Re: simplifying foreign key/RI checks

From
Tom Lane
Date:
Alvaro Herrera <alvherre@2ndquadrant.com> writes:
> I think we (I) should definitely pursue fixing whatever was broken by
> DETACH CONCURRENTLY, back to pg14, independently of this patch ...  but
> I would appreciate some insight into what the problem is.

Here's what I'm on about:

regression=# create table pk (f1 int primary key);
CREATE TABLE
regression=# insert into pk values(1);
INSERT 0 1
regression=# create table fk (f1 int references pk);
CREATE TABLE
regression=# begin isolation level repeatable read ;
BEGIN
regression=*# select * from pk;  -- to establish xact snapshot
 f1
----
  1
(1 row)

now, in another session, do:

regression=# insert into pk values(2);
INSERT 0 1

back at the RR transaction, we can't see that:

regression=*# select * from pk;  -- still no row 2
 f1
----
  1
(1 row)

so we get:

regression=*# insert into fk values(1);
INSERT 0 1
regression=*# insert into fk values(2);
ERROR:  insert or update on table "fk" violates foreign key constraint "fk_f1_fkey"
DETAIL:  Key (f1)=(2) is not present in table "pk".

IMO that behavior is correct.  If you use READ COMMITTED, then
SELECT can see row 2 as soon as it's committed, and so can the
FK check, and again that's correct.

In v13, the behavior is the same if "pk" is a partitioned table instead
of a plain one.  In HEAD, it's not:

regression=# drop table pk, fk;
DROP TABLE
regression=# create table pk (f1 int primary key) partition by list(f1);
CREATE TABLE
regression=# create table pk1 partition of pk for values in (1,2);
CREATE TABLE
regression=# insert into pk values(1);
INSERT 0 1
regression=# create table fk (f1 int references pk);
CREATE TABLE
regression=# begin isolation level repeatable read ;
BEGIN
regression=*# select * from pk;  -- to establish xact snapshot
 f1
----
  1
(1 row)

--- now insert row 2 in another session

regression=*# select * from pk;  -- still no row 2
 f1
----
  1
(1 row)

regression=*# insert into fk values(1);
INSERT 0 1
regression=*# insert into fk values(2);
INSERT 0 1
regression=*#

So I say that's busted, and the cause is this hunk from 71f4c8c6f:

@@ -392,11 +392,15 @@ RI_FKey_check(TriggerData *trigdata)

     /*
      * Now check that foreign key exists in PK table
+     *
+     * XXX detectNewRows must be true when a partitioned table is on the
+     * referenced side.  The reason is that our snapshot must be fresh
+     * in order for the hack in find_inheritance_children() to work.
      */
     ri_PerformCheck(riinfo, &qkey, qplan,
                     fk_rel, pk_rel,
                     NULL, newslot,
-                    false,
+                    pk_rel->rd_rel->relkind == RELKIND_PARTITIONED_TABLE,
                     SPI_OK_SELECT);

     if (SPI_finish() != SPI_OK_FINISH)

I think you need some signalling mechanism that's less global than
ActiveSnapshot to tell the partition-lookup machinery what to do
in this context.

            regards, tom lane



Re: simplifying foreign key/RI checks

From
Tom Lane
Date:
I wrote:
> Anyway, I think that (1) we should write some more test cases around
> this behavior, (2) you need to establish the snapshot to use in two
> different ways for the RI_FKey_check and ri_Check_Pk_Match cases,
> and (3) something's going to have to be done to repair the behavior
> in v14 (unless we want to back-patch this into v14, which seems a
> bit scary).

I wrote that thinking that point (2), ie fix the choice of snapshots for
these RI queries, would solve the brokenness in partitioned tables,
so that (3) would potentially only require hacking up v14.

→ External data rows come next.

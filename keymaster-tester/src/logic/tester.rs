use anyhow::{Context, Result};
use colored::Colorize;
use keymaster_catalog::{
    GameId, GameOptions, ValidationSummary, catalog_fingerprint, validate_provider,
};
use log::{info, warn};
use rand::SeedableRng;
use rand_chacha::ChaCha20Rng;
use serde::Serialize;
use std::time::{Duration, Instant};

use super::sampler::{SampledObjective, sample_provider};

#[derive(Debug, Clone, Serialize)]
pub struct GameResult {
    pub game: String,
    pub slug: String,
    pub passed: bool,
    pub fingerprint: String,
    pub objective_templates: usize,
    pub constraint_templates: usize,
    pub validation: ValidationSummary,
    pub constraints: Vec<SampledObjective>,
    pub samples: Vec<SampledObjective>,
    /// Sampling failures, empty when every draw succeeded.
    pub failures: Vec<String>,
    #[serde(with = "duration_serde")]
    pub duration: Duration,
}

/// Run settings shared by every game.
#[derive(Debug, Clone, Serialize)]
pub struct TesterSettings {
    pub seed: u64,
    pub samples: usize,
    pub verbose: bool,
}

pub struct CatalogTester {
    options: GameOptions,
    settings: TesterSettings,
}

impl CatalogTester {
    pub const fn new(options: GameOptions, settings: TesterSettings) -> Self {
        Self { options, settings }
    }

    pub fn run(&self, games: &[GameId]) -> Result<Vec<GameResult>> {
        games.iter().map(|&game| self.run_game(game)).collect()
    }

    pub fn run_game(&self, game: GameId) -> Result<GameResult> {
        let start = Instant::now();
        let provider = game
            .build(&self.options)
            .with_context(|| format!("building the {game} catalog"))?;

        if self.settings.verbose {
            println!("🧪 Checking {}", game.name().bright_white());
        }

        let report = validate_provider(provider.as_ref());
        for issue in &report.issues {
            warn!("{game}: {issue}");
        }

        let mut rng = ChaCha20Rng::seed_from_u64(self.settings.seed);
        rng.set_stream(stream_for(game));

        let mut failures = Vec::new();
        let (constraints, samples) = if report.is_clean() {
            match sample_provider(provider.as_ref(), self.settings.samples, &mut rng) {
                Ok(drawn) => drawn,
                Err(err) => {
                    failures.push(format!("{err:#}"));
                    (Vec::new(), Vec::new())
                }
            }
        } else {
            (Vec::new(), Vec::new())
        };

        let passed = report.is_clean() && failures.is_empty();
        info!(
            "{game}: {} issue(s), {} sample(s)",
            report.issues.len(),
            samples.len()
        );

        Ok(GameResult {
            game: game.name().to_string(),
            slug: game.slug().to_string(),
            passed,
            fingerprint: format!("{:016x}", catalog_fingerprint(provider.as_ref())),
            objective_templates: provider.list_objective_templates().len(),
            constraint_templates: provider.list_constraint_templates().len(),
            validation: report.summary(),
            constraints,
            samples,
            failures,
            duration: start.elapsed(),
        })
    }
}

/// Each game draws from its own ChaCha stream so selecting a subset of games
/// leaves the other games' samples unchanged.
fn stream_for(game: GameId) -> u64 {
    GameId::ALL
        .iter()
        .position(|candidate| *candidate == game)
        .and_then(|index| u64::try_from(index).ok())
        .unwrap_or_default()
}

mod duration_serde {
    use serde::{Serialize, Serializer};
    use std::time::Duration;

    pub fn serialize<S>(duration: &Duration, serializer: S) -> Result<S::Ok, S::Error>
    where
        S: Serializer,
    {
        duration.as_millis().serialize(serializer)
    }
}

#[cfg(test)]
mod tests {
    use super::*;
    use keymaster_catalog::{ContentPack, MelvorDlc};

    fn settings(samples: usize) -> TesterSettings {
        TesterSettings {
            seed: 1337,
            samples,
            verbose: false,
        }
    }

    #[test]
    fn every_game_passes_with_default_options() {
        let tester = CatalogTester::new(GameOptions::default(), settings(5));
        let results = tester.run(&GameId::ALL).unwrap();
        assert_eq!(results.len(), GameId::ALL.len());
        for result in &results {
            assert!(result.passed, "{} failed: {:?}", result.game, result.failures);
            assert_eq!(result.samples.len(), 5);
            assert_eq!(result.fingerprint.len(), 16);
        }
    }

    #[test]
    fn subset_runs_keep_per_game_streams() {
        let tester = CatalogTester::new(GameOptions::default(), settings(8));
        let all = tester.run(&GameId::ALL).unwrap();
        let single = tester.run(&[GameId::Splitgate]).unwrap();
        let from_all = all
            .iter()
            .find(|result| result.slug == "splitgate")
            .unwrap();
        assert_eq!(from_all.samples, single[0].samples);
    }

    #[test]
    fn melvor_reruns_repeat_with_the_same_seed() {
        let tester = CatalogTester::new(GameOptions::default(), settings(40));
        let first = tester.run(&[GameId::MelvorIdle]).unwrap();
        assert!(first[0].passed);
        for _ in 0..5 {
            let again = tester.run(&[GameId::MelvorIdle]).unwrap();
            assert_eq!(again[0].samples, first[0].samples);
            assert_eq!(again[0].constraints, first[0].constraints);
        }
    }

    #[test]
    fn subset_runs_match_full_runs_for_every_game() {
        let tester = CatalogTester::new(GameOptions::default(), settings(8));
        let all = tester.run(&GameId::ALL).unwrap();
        for (game, from_all) in GameId::ALL.iter().zip(&all) {
            let single = tester.run(&[*game]).unwrap();
            assert_eq!(from_all.samples, single[0].samples, "{game}");
        }
    }

    #[test]
    fn bad_options_abort_the_run() {
        let options = GameOptions::default().with(MelvorDlc::OPTION_KEY, ["Season Pass"]);
        let tester = CatalogTester::new(options, settings(1));
        assert!(tester.run(&[GameId::MelvorIdle]).is_err());
        assert!(tester.run(&[GameId::Digseum]).is_ok());
    }
}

However after thinking more I realize that (2) will break the desired
behavior for concurrent partition detaches, because that's being driven
off ActiveSnapshot.  So we really need a solution that decouples the
partition detachment logic from ActiveSnapshot, in both branches.

            regards, tom lane



Re: simplifying foreign key/RI checks

From
Amit Langote
Date:
On Fri, Nov 12, 2021 at 8:19 AM Tom Lane <tgl@sss.pgh.pa.us> wrote:
> Amit Langote <amitlangote09@gmail.com> writes:
> > Rebased patches attached.
>
> I've spent some more time digging into the snapshot-management angle.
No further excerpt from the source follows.